Iowa Department of Transportation
Iowa Highway Research Board

Principal Investigator
David White

Geotechnical Engineer

Co-Principal Investigator
Pavana Vennapusa

Research Assistant Professor

About the research

A specification for contractor moisture quality control (QC) in roadway embankment construction has been in use for approximately 10 years in Iowa on 190 projects. The use of this QC specification and the development of the soils certification program for the Iowa Department of Transportation (DOT) originated from Iowa Highway Research Board (IHRB) embankment quality research projects. Since this research, the Iowa DOT has applied compaction with moisture control on most embankment work under pavements.

This study set out to independently evaluate the actual quality of compaction using the current specifications. Results show that Proctor tests conducted by Iowa State University (ISU) using representative material obtained from each test section where field testing was conducted had optimum moisture contents and maximum dry densities that are different from what was selected by the Iowa DOT for QC/quality assurance (QA) testing. Comparisons between the measured and selected values showed a standard error of 2.9 pounds per cubic foot for maximum dry density and 2.1 percent for optimum moisture content. The difference in optimum moisture content was as high as 4 percent and maximum dry density was as high as 6.5 pounds per cubic foot.

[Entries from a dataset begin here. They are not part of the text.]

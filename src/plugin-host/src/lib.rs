//! Worker-pool orchestration for a single loaded plugin: spawns and
//! supervises `plugin-worker` child processes, dispatches invocations to
//! them, and keeps the pool alive across crashes and load failures.

mod error;
mod pool;
mod worker;

pub use error::HostError;
pub use pool::{PluginHost, PoolLifecycle, PoolStatus, MAX_LOAD_FAILURES, RELOAD_DELAY};
pub use worker::{Worker, WorkerState};
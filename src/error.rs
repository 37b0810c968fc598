use thiserror::Error;

#[derive(Debug, Error)]
pub enum DelogoError {
    #[error("Configuration error: {0}")]
    ConfigError(String),

    #[error("PDF read error: {0}")]
    PdfReadError(String),

    #[error("PDF write error: {0}")]
    PdfWriteError(String),

    #[error("Content stream error: {0}")]
    ContentStreamError(String),

    #[error("Render error: {0}")]
    RenderError(String),

    #[error("Template error: {0}")]
    TemplateError(String),

    #[error("Extraction error: {0}")]
    ExtractError(String),

    #[error("Removal error: {0}")]
    RemovalError(String),

    #[error("IO error: {0}")]
    IoError(#[from] std::io::Error),
}

/// Generates factory methods for [`DelogoError`] variants that wrap a `String`.
macro_rules! error_constructors {
    ($(
        $(#[doc = $doc:expr])*
        $method:ident => $variant:ident
    ),* $(,)?) => {
        impl DelogoError {
            $(
                $(#[doc = $doc])*
                pub fn $method(msg: impl Into<String>) -> Self {
                    Self::$variant(msg.into())
                }
            )*
        }
    };
}

error_constructors! {
    /// Create a configuration error.
    config => ConfigError,
    /// Create a PDF read error.
    pdf_read => PdfReadError,
    /// Create a PDF write error.
    pdf_write => PdfWriteError,
    /// Create a content stream error.
    content_stream => ContentStreamError,
    /// Create a render error.
    render => RenderError,
    /// Create a template error.
    template => TemplateError,
    /// Create an extraction error.
    extract => ExtractError,
    /// Create a removal error.
    removal => RemovalError,
}

impl From<lopdf::Error> for DelogoError {
    fn from(e: lopdf::Error) -> Self {
        Self::PdfReadError(e.to_string())
    }
}

impl From<serde_yml::Error> for DelogoError {
    fn from(e: serde_yml::Error) -> Self {
        Self::ConfigError(e.to_string())
    }
}

#[cfg(feature = "render")]
impl From<pdfium_render::prelude::PdfiumError> for DelogoError {
    fn from(e: pdfium_render::prelude::PdfiumError) -> Self {
        Self::RenderError(e.to_string())
    }
}

impl From<image::ImageError> for DelogoError {
    fn from(e: image::ImageError) -> Self {
        Self::TemplateError(e.to_string())
    }
}

pub type Result<T> = std::result::Result<T, DelogoError>;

Furthermore, the ISU testing results showed higher rates of data outside of the target limits specified based on the available contractor QC data for cohesive materials. Also, during in situ construction observation, disking was not effectively used to aerate the wet fill materials. Several test points show that materials were placed wet of the target moisture contents.

To improve on the current QC/QA field practices, the researchers recommend that alternative specifications be reviewed and developed to incorporate strength- and stiffness-based measurements including intelligent compaction mapping.